Heat Sink Test Methodology

Benchmark Reviews is obsessed with testing CPU coolers, as our Cooling Section has demonstrated over the past few years. We've solicited suggestions from the enthusiast community, and received guidance from some of the most technical overclockers on the planet. As a result, our testing methodology has changed with every new edition of our Best CPU Cooler Performance series. Because of this, each article is really its own stand-alone product, and cannot be fairly compared to the others. Benchmark Reviews continues to test CPU coolers using the stock included fan (whenever applicable), and then replace it with a high-output fan for re-testing.

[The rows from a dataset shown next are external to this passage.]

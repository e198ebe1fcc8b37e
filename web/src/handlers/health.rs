//! Health check endpoint.
//!
//! Used by load balancers and monitoring systems to verify the process is up.

use axum::http::StatusCode;

/// Simple health check endpoint (for basic liveness).
///
/// Returns 200 OK to indicate the service is running.
/// This endpoint does NOT check dependencies (database, cache).
///
/// # Endpoint
///
/// ```text
/// GET /health
/// ```
#[allow(clippy::unused_async)]
pub async fn health_check() -> (StatusCode, &'static str) {
    (StatusCode::OK, "ok")
}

Manufacturers are not expected to enjoy this sort of comparison, since we level the playing field for all heat sinks by replacing their included fan with a common unit which is then used for every CPU cooler tested. Many manufacturers include fans with their heat sink products, but many 'stock' fans are high-RPM units that offer great airflow at the expense of obnoxiously loud noise levels, or, conversely, quiet fans that sacrifice performance for low noise. By using the same model of cooling fan throughout our heat sink tests, we can assure our results are comparable across the board. This is one of the more significant changes we have made to our test methodology, since many of the benchmark tests we have conducted in the past have compared the total package. Ultimately we're more interested in the discovering the best possible heat sink, and we believe that you'll feel the same way.

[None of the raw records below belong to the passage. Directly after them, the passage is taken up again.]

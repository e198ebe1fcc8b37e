//! Axum middleware for request tracking and observability.
//!
//! Every request gets an `x-request-id` (taken from the client or generated
//! as a UUID), a tracing span carrying it, and the same id echoed on the
//! response.
//!
//! # Example
//!
//! ```ignore
//! use table_orders_web::middleware::with_request_tracing;
//!
//! let app = with_request_tracing(Router::new().route("/health", get(health_check)));
//! ```

use axum::{Router, body::Body, http::Request};
use tower::ServiceBuilder;
use tower_http::{
    request_id::{MakeRequestUuid, PropagateRequestIdLayer, SetRequestIdLayer},
    trace::TraceLayer,
};
use tracing::Span;

/// Header name for request ids.
pub const REQUEST_ID_HEADER: &str = "x-request-id";

/// Wrap a router with request-id and HTTP tracing layers.
///
/// Layer order, outermost first:
/// 1. set `x-request-id` if the client did not send one
/// 2. open an `http_request` span with the id, method and URI
/// 3. copy the id onto the response
#[must_use]
pub fn with_request_tracing<S>(router: Router<S>) -> Router<S>
where
    S: Clone + Send + Sync + 'static,
{
    router.layer(
        ServiceBuilder::new()
            .layer(SetRequestIdLayer::x_request_id(MakeRequestUuid))
            .layer(TraceLayer::new_for_http().make_span_with(make_span))
            .layer(PropagateRequestIdLayer::x_request_id()),
    )
}

fn make_span(request: &Request<Body>) -> Span {
    let request_id = request
        .headers()
        .get(REQUEST_ID_HEADER)
        .and_then(|v| v.to_str().ok())
        .unwrap_or("-");

    tracing::info_span!(
        "http_request",
        request_id = %request_id,
        method = %request.method(),
        uri = %request.uri(),
    )
}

For each test, ambient room temperature levels were maintained within one degree of fluctuation, and measured at static points beside the test equipment with a digital thermometer. The NZXT HAVIK 140 and the comparison coolers used a common Thermal Interface Material of our choosing (listed in the support equipment section below) for consistency. The processor received the same amount of thermal paste in every test, which covered the heat spreader with a thin nearly-transparent layer. The heat sink being tested was then laid down flat onto the CPU, and compressed to the motherboard using the supplied retaining mechanism. If the mounting mechanism used only two points of force, they were tightened in alternation; standard clip-style mounting with four securing points were compressed using the cross-over method. Once installed, the system was tested for a baseline reading prior to testing.

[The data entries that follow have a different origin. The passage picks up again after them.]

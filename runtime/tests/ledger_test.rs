//! Integration tests for listing, lookup and cancellation through the
//! order service.

#![allow(clippy::unwrap_used, clippy::expect_used, clippy::panic)] // Test code can use unwrap/expect/panic

use chrono::Duration as ChronoDuration;
use proptest::prelude::*;
use std::collections::BTreeSet;
use table_orders_core::ledger::{DEFAULT_PAGE_SIZE, MAX_PAGE_SIZE};
use table_orders_core::{DishId, IdempotencyKey, LedgerError, OrderId, OrderStatus, TableId};
use table_orders_runtime::{IdempotencyCoordinator, OrderService};
use table_orders_testing::{InMemoryCoordinationCache, InMemoryLedgerStore, ManualClock, test_clock};

type Service = OrderService<InMemoryLedgerStore, InMemoryCoordinationCache, ManualClock>;

fn service() -> Service {
    let clock = test_clock();
    OrderService::with_clock(
        InMemoryLedgerStore::with_clock(clock.clone()),
        IdempotencyCoordinator::new(InMemoryCoordinationCache::new()),
        clock,
    )
}

async fn seed(service: &Service, table: TableId, count: usize) -> Vec<OrderId> {
    let mut ids = Vec::with_capacity(count);
    for dish in 0..count {
        let order = service
            .create_order(
                table,
                DishId::new(i64::try_from(dish).unwrap()),
                service.ready_time_after(ChronoDuration::minutes(5)),
                None,
            )
            .await
            .unwrap();
        ids.push(order.id);
    }
    ids
}

/// Walk every page with `from_id = last id + 1` and return the pages.
async fn walk(service: &Service, table: TableId, limit: u32) -> Vec<Vec<OrderId>> {
    let mut pages = Vec::new();
    let mut from_id = None;
    loop {
        let page: Vec<OrderId> = service
            .list_orders(table, from_id, Some(limit))
            .await
            .unwrap()
            .into_iter()
            .map(|o| o.id)
            .collect();
        let Some(last) = page.last().copied() else {
            break;
        };
        let full = page.len() == limit as usize;
        pages.push(page);
        if !full {
            break;
        }
        from_id = Some(last.next());
    }
    pages
}

// ============================================================================
// Scenario
// ============================================================================

#[tokio::test(start_paused = true)]
async fn test_table_scenario() {
    let service = service();
    let table = TableId::new(7);
    let key = IdempotencyKey::parse("abc").unwrap();
    let ready = service.ready_time_after(ChronoDuration::minutes(15));

    let first = service
        .create_order(table, DishId::new(3), ready, Some(key.clone()))
        .await
        .unwrap();
    assert_eq!(first.id, OrderId::new(1));
    assert_eq!(first.status, OrderStatus::Active);
    assert_eq!(first.ready_time, ready);

    let again = service
        .create_order(table, DishId::new(3), ready, Some(key))
        .await
        .unwrap();
    assert_eq!(again, first);

    let second = service
        .create_order(table, DishId::new(4), ready, None)
        .await
        .unwrap();
    assert_eq!(second.id, OrderId::new(2));

    let cancelled = service.cancel_order(table, first.id).await.unwrap();
    assert_eq!(cancelled.status, OrderStatus::Cancelled);

    let listed = service.list_orders(table, None, None).await.unwrap();
    assert_eq!(listed, vec![second]);

    let fetched = service.get_order(table, first.id).await.unwrap();
    assert_eq!(fetched.status, OrderStatus::Cancelled);
}

// ============================================================================
// Cancellation and lookup
// ============================================================================

#[tokio::test]
async fn test_cancel_twice_returns_cancelled_order() {
    let service = service();
    let table = TableId::new(1);
    let ids = seed(&service, table, 1).await;

    let once = service.cancel_order(table, ids[0]).await.unwrap();
    let twice = service.cancel_order(table, ids[0]).await.unwrap();

    assert_eq!(once, twice);
    assert_eq!(twice.status, OrderStatus::Cancelled);
}

#[tokio::test]
async fn test_lookup_is_scoped_by_table() {
    let service = service();
    let ids = seed(&service, TableId::new(1), 1).await;

    let result = service.get_order(TableId::new(2), ids[0]).await;
    assert_eq!(
        result,
        Err(LedgerError::not_found(TableId::new(2), ids[0]))
    );

    let result = service.cancel_order(TableId::new(2), ids[0]).await;
    assert!(matches!(result, Err(LedgerError::NotFound { .. })));
}

#[tokio::test]
async fn test_cancelled_ids_are_never_reused() {
    let service = service();
    let table = TableId::new(1);
    let ids = seed(&service, table, 3).await;
    service.cancel_order(table, ids[2]).await.unwrap();

    let next = seed(&service, table, 1).await;
    assert_eq!(next[0], OrderId::new(4));
}

// ============================================================================
// Listing
// ============================================================================

#[tokio::test]
async fn test_unknown_table_lists_empty() {
    let service = service();
    let listed = service.list_orders(TableId::new(99), None, None).await.unwrap();
    assert!(listed.is_empty());
}

#[tokio::test]
async fn test_negative_table_is_rejected() {
    let service = service();
    let result = service.list_orders(TableId::new(-1), None, None).await;
    assert!(matches!(result, Err(LedgerError::InvalidInput(_))));
}

#[tokio::test]
async fn test_zero_limit_returns_empty_page() {
    let service = service();
    let table = TableId::new(1);
    seed(&service, table, 3).await;

    let listed = service.list_orders(table, None, Some(0)).await.unwrap();
    assert!(listed.is_empty());
}

#[tokio::test]
async fn test_page_size_defaults_and_cap() {
    let service = service();
    let table = TableId::new(1);
    seed(&service, table, MAX_PAGE_SIZE as usize + 5).await;

    let default_page = service.list_orders(table, None, None).await.unwrap();
    assert_eq!(default_page.len(), DEFAULT_PAGE_SIZE as usize);

    let capped = service.list_orders(table, None, Some(u32::MAX)).await.unwrap();
    assert_eq!(capped.len(), MAX_PAGE_SIZE as usize);
    assert_eq!(capped.last().unwrap().id, OrderId::new(i64::from(MAX_PAGE_SIZE)));
}

#[tokio::test]
async fn test_from_id_past_the_end_is_empty() {
    let service = service();
    let table = TableId::new(1);
    seed(&service, table, 3).await;

    let listed = service
        .list_orders(table, Some(OrderId::new(4)), None)
        .await
        .unwrap();
    assert!(listed.is_empty());

    let from_two: Vec<OrderId> = service
        .list_orders(table, Some(OrderId::new(2)), None)
        .await
        .unwrap()
        .into_iter()
        .map(|o| o.id)
        .collect();
    assert_eq!(from_two, vec![OrderId::new(2), OrderId::new(3)]);
}

#[tokio::test]
async fn test_cancelled_orders_do_not_shorten_pages() {
    let service = service();
    let table = TableId::new(1);
    let ids = seed(&service, table, 6).await;
    service.cancel_order(table, ids[0]).await.unwrap();
    service.cancel_order(table, ids[1]).await.unwrap();

    let page: Vec<OrderId> = service
        .list_orders(table, None, Some(3))
        .await
        .unwrap()
        .into_iter()
        .map(|o| o.id)
        .collect();
    assert_eq!(page, vec![ids[2], ids[3], ids[4]]);
}

// ============================================================================
// Pagination properties
// ============================================================================

proptest! {
    #![proptest_config(ProptestConfig::with_cases(64))]

    #[test]
    fn pagination_covers_active_orders_exactly_once(
        count in 0usize..60,
        cancelled in proptest::collection::btree_set(1i64..60, 0..20),
        limit in 1u32..15,
    ) {
        tokio_test::block_on(async {
            let service = service();
            let table = TableId::new(5);
            let ids = seed(&service, table, count).await;
            for id in &ids {
                if cancelled.contains(&id.get()) {
                    service.cancel_order(table, *id).await.unwrap();
                }
            }

            let pages = walk(&service, table, limit).await;

            let expected: Vec<OrderId> = ids
                .iter()
                .copied()
                .filter(|id| !cancelled.contains(&id.get()))
                .collect();
            let seen: Vec<OrderId> = pages.iter().flatten().copied().collect();
            assert_eq!(seen, expected);

            let unique: BTreeSet<OrderId> = seen.iter().copied().collect();
            assert_eq!(unique.len(), seen.len());

            for page in &pages {
                assert!(!page.is_empty());
                assert!(page.len() <= limit as usize);
                assert!(page.windows(2).all(|w| w[0] < w[1]));
            }
        });
    }

    #[test]
    fn ids_are_dense_and_start_at_one(count in 1usize..40) {
        tokio_test::block_on(async {
            let service = service();
            let ids = seed(&service, TableId::new(3), count).await;
            let expected: Vec<OrderId> = (1..=i64::try_from(count).unwrap()).map(OrderId::new).collect();
            assert_eq!(ids, expected);
        });
    }
}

At the start of each test, the ambient room temperature was measured to track any fluctuation throughout the testing period. AIDA64 Extreme Edition is utilized to create 100% CPU-core loads and measure each individual processor core temperature. It's important to note that software-based temperature reading reflects the thermal output as reported from the CPU to the BIOS. For this reason, it is critically important (for us) to use the exact same software and BIOS versions throughout the entire test cycle, or the results will be incomparable. All of the units compared in our results were tested on the same motherboard using the same BIOS and software, with only the CPU-cooler product changing in each test. These readings are neither absolute nor calibrated, since every BIOS is programmed differently. Nevertheless, all results are still comparable and relative to each product in our test bed (see The Accuracy Myth section below).

Since our test processor reports core temperatures as a whole number and not in fractions, all test results utilize ADIA64 to report averages (within the statistics panel), which gives us more precise readings. The ambient room temperature levels were all recorded and accurate to one-tenth of a degree Celsius at the time of data collection.

When each cooler is tested, Benchmark Reviews makes certain to keep the hardware settings identical across the test platform. This enables us to clearly compare the performance of each product under identical conditions. Benchmark Reviews reports the thermal difference; for the purposes of this article, thermal difference (not the same as thermal delta) is calculated by subtracting the ambient room temperature from the recorded CPU temperature.

Please keep in mind that that these test results are only valid within the context of this particular test: and, as the saying goes, your mileage may vary.

Intel Test System

  • Processor: Intel Core i7-950 Bloomfield 3.06GHz LGA1366 130W Quad-Core Processor Model BX80601950, core voltage set to 1.35V
  • Motherboard: ASUS Sabertooth X58 Intel X58-Express chipset) with BIOS 0603, BCLK set to 175MHz for a processor speed of 4025MHz

Support Equipment

  • AIDA64 Extreme Edition version 1.50.1200
  • MG Chemicals Heat Transfer Compound 8610-60G
  • Stock fan (for heat sinks without fans): Thermalright TR-FDB-12-1600 (63.7CFM advertised)
  • High-speed fan: Delta AFC1212D (113CFM advertised)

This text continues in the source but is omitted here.